What do the lines say from the start of the entries through the one containing "of the picker."? Repeat them exactly.

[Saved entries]
***

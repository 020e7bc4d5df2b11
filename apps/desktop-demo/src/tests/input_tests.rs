use super::*;

#[test]
fn touch_phases_map_one_to_one() {
    assert_eq!(pointer_phase(TouchPhase::Started), PointerPhase::Start);
    assert_eq!(pointer_phase(TouchPhase::Moved), PointerPhase::Move);
    assert_eq!(pointer_phase(TouchPhase::Ended), PointerPhase::End);
    assert_eq!(pointer_phase(TouchPhase::Cancelled), PointerPhase::Cancel);
}

#[test]
fn pinned_ids_never_collide_with_mouse() {
    let ids: Vec<_> = (0..4).map(pinned_pointer_id).collect();
    assert!(ids.iter().all(|id| *id != MOUSE_POINTER_ID));
    assert_eq!(ids[0] - ids[3], 3);
}

#[test]
fn finger_on_start_button_never_reaches_picker() {
    let mut router = TouchRouter::new();

    assert_eq!(router.route(7, TouchPhase::Started, true), TouchRoute::PressStart);
    assert!(router.is_button_finger(7));
    // Sliding off the button keeps the finger out of the picker.
    assert_eq!(router.route(7, TouchPhase::Moved, false), TouchRoute::Swallow);
    assert_eq!(router.route(7, TouchPhase::Ended, false), TouchRoute::Swallow);
    assert!(!router.is_button_finger(7));
}

#[test]
fn picker_fingers_pass_through_while_button_is_held() {
    let mut router = TouchRouter::new();
    router.route(9, TouchPhase::Started, true);

    assert_eq!(
        router.route(1, TouchPhase::Started, false),
        TouchRoute::Dispatch(PointerPhase::Start)
    );
    assert_eq!(
        router.route(1, TouchPhase::Moved, true),
        TouchRoute::Dispatch(PointerPhase::Move),
        "only the landing point decides"
    );
    assert_eq!(
        router.route(1, TouchPhase::Cancelled, false),
        TouchRoute::Dispatch(PointerPhase::Cancel)
    );
    assert_eq!(router.route(9, TouchPhase::Cancelled, false), TouchRoute::Swallow);
}

#[test]
fn reused_id_off_button_is_a_picker_finger_again() {
    let mut router = TouchRouter::new();
    router.route(3, TouchPhase::Started, true);

    assert_eq!(
        router.route(3, TouchPhase::Started, false),
        TouchRoute::Dispatch(PointerPhase::Start)
    );
    assert!(!router.is_button_finger(3));
}
//! Headless harness for driving a [`FingerView`] on virtual time.
//!
//! The rule owns its own runtime and clock. Nothing happens between calls:
//! timers and animation frames only run inside [`FingerTestRule::advance_time`]
//! and friends, so every test is deterministic.
//!
//! # Example
//!
//! ```
//! use fingerpick_testing::FingerTestRule;
//!
//! let mut rule = FingerTestRule::new();
//! rule.touch_down(1, 100.0, 100.0);
//! rule.touch_down(2, 600.0, 900.0);
//! rule.start();
//!
//! let winner = rule.run_until_settled(10_000);
//! assert!(winner.is_some());
//! ```

use std::sync::Arc;

use fingerpick_core::{DefaultScheduler, Runtime, RuntimeHandle};
use fingerpick_foundation::{PointerId, PointerPhase, TouchDispatcher, TouchEvent};
use fingerpick_ui::{FingerView, PickerConfig, SelectionState};
use fingerpick_ui_graphics::{DrawPrimitive, Point, Size};

/// Virtual frame interval used when advancing time.
pub const FRAME_MILLIS: u64 = 16;

const DEFAULT_SEED: u64 = 0x5EED;

/// Test rule that feeds touches to a finger picker and steps its clock.
pub struct FingerTestRule {
    runtime: Runtime,
    view: FingerView,
    dispatcher: TouchDispatcher,
    now_millis: u64,
}

impl FingerTestRule {
    /// A picker with the default configuration on a 1080x1920 surface.
    pub fn new() -> Self {
        Self::with_config(PickerConfig::default())
    }

    pub fn with_config(config: PickerConfig) -> Self {
        Self::with_seed(config, DEFAULT_SEED)
    }

    pub fn with_seed(config: PickerConfig, seed: u64) -> Self {
        let runtime = Runtime::new(Arc::new(DefaultScheduler));
        let view = FingerView::with_seed(runtime.handle(), config, seed);
        view.on_size_changed(Size::new(1080.0, 1920.0));
        runtime.handle().take_invalidation();
        Self {
            runtime,
            view,
            dispatcher: TouchDispatcher::new(),
            now_millis: 0,
        }
    }

    pub fn view(&self) -> &FingerView {
        &self.view
    }

    pub fn runtime_handle(&self) -> RuntimeHandle {
        self.runtime.handle()
    }

    /// Virtual time elapsed since the rule was created.
    pub fn now_millis(&self) -> u64 {
        self.now_millis
    }

    /// Resize the surface (simulates a window resize).
    pub fn set_viewport(&mut self, width: f32, height: f32) {
        self.view.on_size_changed(Size::new(width, height));
    }

    /// Put a finger down. Returns whether the view consumed the event.
    pub fn touch_down(&mut self, id: PointerId, x: f32, y: f32) -> bool {
        self.dispatch(id, PointerPhase::Start, Point::new(x, y))
    }

    pub fn touch_move(&mut self, id: PointerId, x: f32, y: f32) -> bool {
        self.dispatch(id, PointerPhase::Move, Point::new(x, y))
    }

    /// Lift a finger where it last was.
    pub fn touch_up(&mut self, id: PointerId) -> bool {
        let Some(position) = self.dispatcher.position(id) else {
            return false;
        };
        self.dispatch(id, PointerPhase::End, position)
    }

    /// The platform took the gesture away.
    pub fn cancel_touches(&mut self) -> bool {
        self.dispatch(0, PointerPhase::Cancel, Point::ZERO)
    }

    /// Deliver a prepared snapshot directly, bypassing the dispatcher.
    pub fn send_event(&mut self, event: &TouchEvent) -> bool {
        self.view.on_touch_event(event)
    }

    pub fn start(&mut self) {
        self.view.start();
    }

    /// Advance virtual time, firing timers as their deadlines pass and
    /// delivering an animation frame every [`FRAME_MILLIS`].
    pub fn advance_time(&mut self, millis: u64) {
        let target = self.now_millis + millis;
        while self.now_millis < target {
            let next = (self.now_millis + FRAME_MILLIS).min(target);
            self.tick(next);
        }
    }

    /// Advance until the selection settles, giving up after `max_millis`.
    ///
    /// Returns the winning index, or `None` if nothing settled in time.
    pub fn run_until_settled(&mut self, max_millis: u64) -> Option<usize> {
        let deadline = self.now_millis + max_millis;
        loop {
            if let SelectionState::Settled { winner } = self.view.state() {
                return Some(winner);
            }
            if self.now_millis >= deadline || self.view.state() == SelectionState::Idle {
                return None;
            }
            let next = (self.now_millis + FRAME_MILLIS).min(deadline);
            self.tick(next);
        }
    }

    /// Everything the view would paint right now.
    pub fn render(&self) -> Vec<DrawPrimitive> {
        self.view.render()
    }

    /// Whether anything asked for a redraw since the last call.
    pub fn take_invalidation(&mut self) -> bool {
        self.runtime.handle().take_invalidation()
    }

    fn dispatch(&mut self, id: PointerId, phase: PointerPhase, position: Point) -> bool {
        match self.dispatcher.dispatch(id, phase, position) {
            Some(event) => {
                log::trace!("test touch {:?} with {} fingers", event.action, event.pointer_count());
                self.view.on_touch_event(&event)
            }
            None => false,
        }
    }

    fn tick(&mut self, now_millis: u64) {
        let handle = self.runtime.handle();
        handle.advance_timers(now_millis);
        self.now_millis = now_millis;
        handle.drain_frame_callbacks(now_millis * 1_000_000);
    }
}

impl Default for FingerTestRule {
    fn default() -> Self {
        Self::new()
    }
}

#[cfg(test)]
#[path = "tests/rule_tests.rs"]
mod tests;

***

SOLUTION TO THIS PROBLEM:
repository 020e7bc4d5df2b11
filename apps/desktop-demo/src/tests/input_tests.rs
use super::*;

#[test]
fn touch_phases_map_one_to_one() {
    assert_eq!(pointer_phase(TouchPhase::Started), PointerPhase::Start);
    assert_eq!(pointer_phase(TouchPhase::Moved), PointerPhase::Move);
    assert_eq!(pointer_phase(TouchPhase::Ended), PointerPhase::End);
    assert_eq!(pointer_phase(TouchPhase::Cancelled), PointerPhase::Cancel);
}

#[test]
fn pinned_ids_never_collide_with_mouse() {
    let ids: Vec<_> = (0..4).map(pinned_pointer_id).collect();
    assert!(ids.iter().all(|id| *id != MOUSE_POINTER_ID));
    assert_eq!(ids[0] - ids[3], 3);
}

#[test]
fn finger_on_start_button_never_reaches_picker() {
    let mut router = TouchRouter::new();

    assert_eq!(router.route(7, TouchPhase::Started, true), TouchRoute::PressStart);
    assert!(router.is_button_finger(7));
    // Sliding off the button keeps the finger out of the picker.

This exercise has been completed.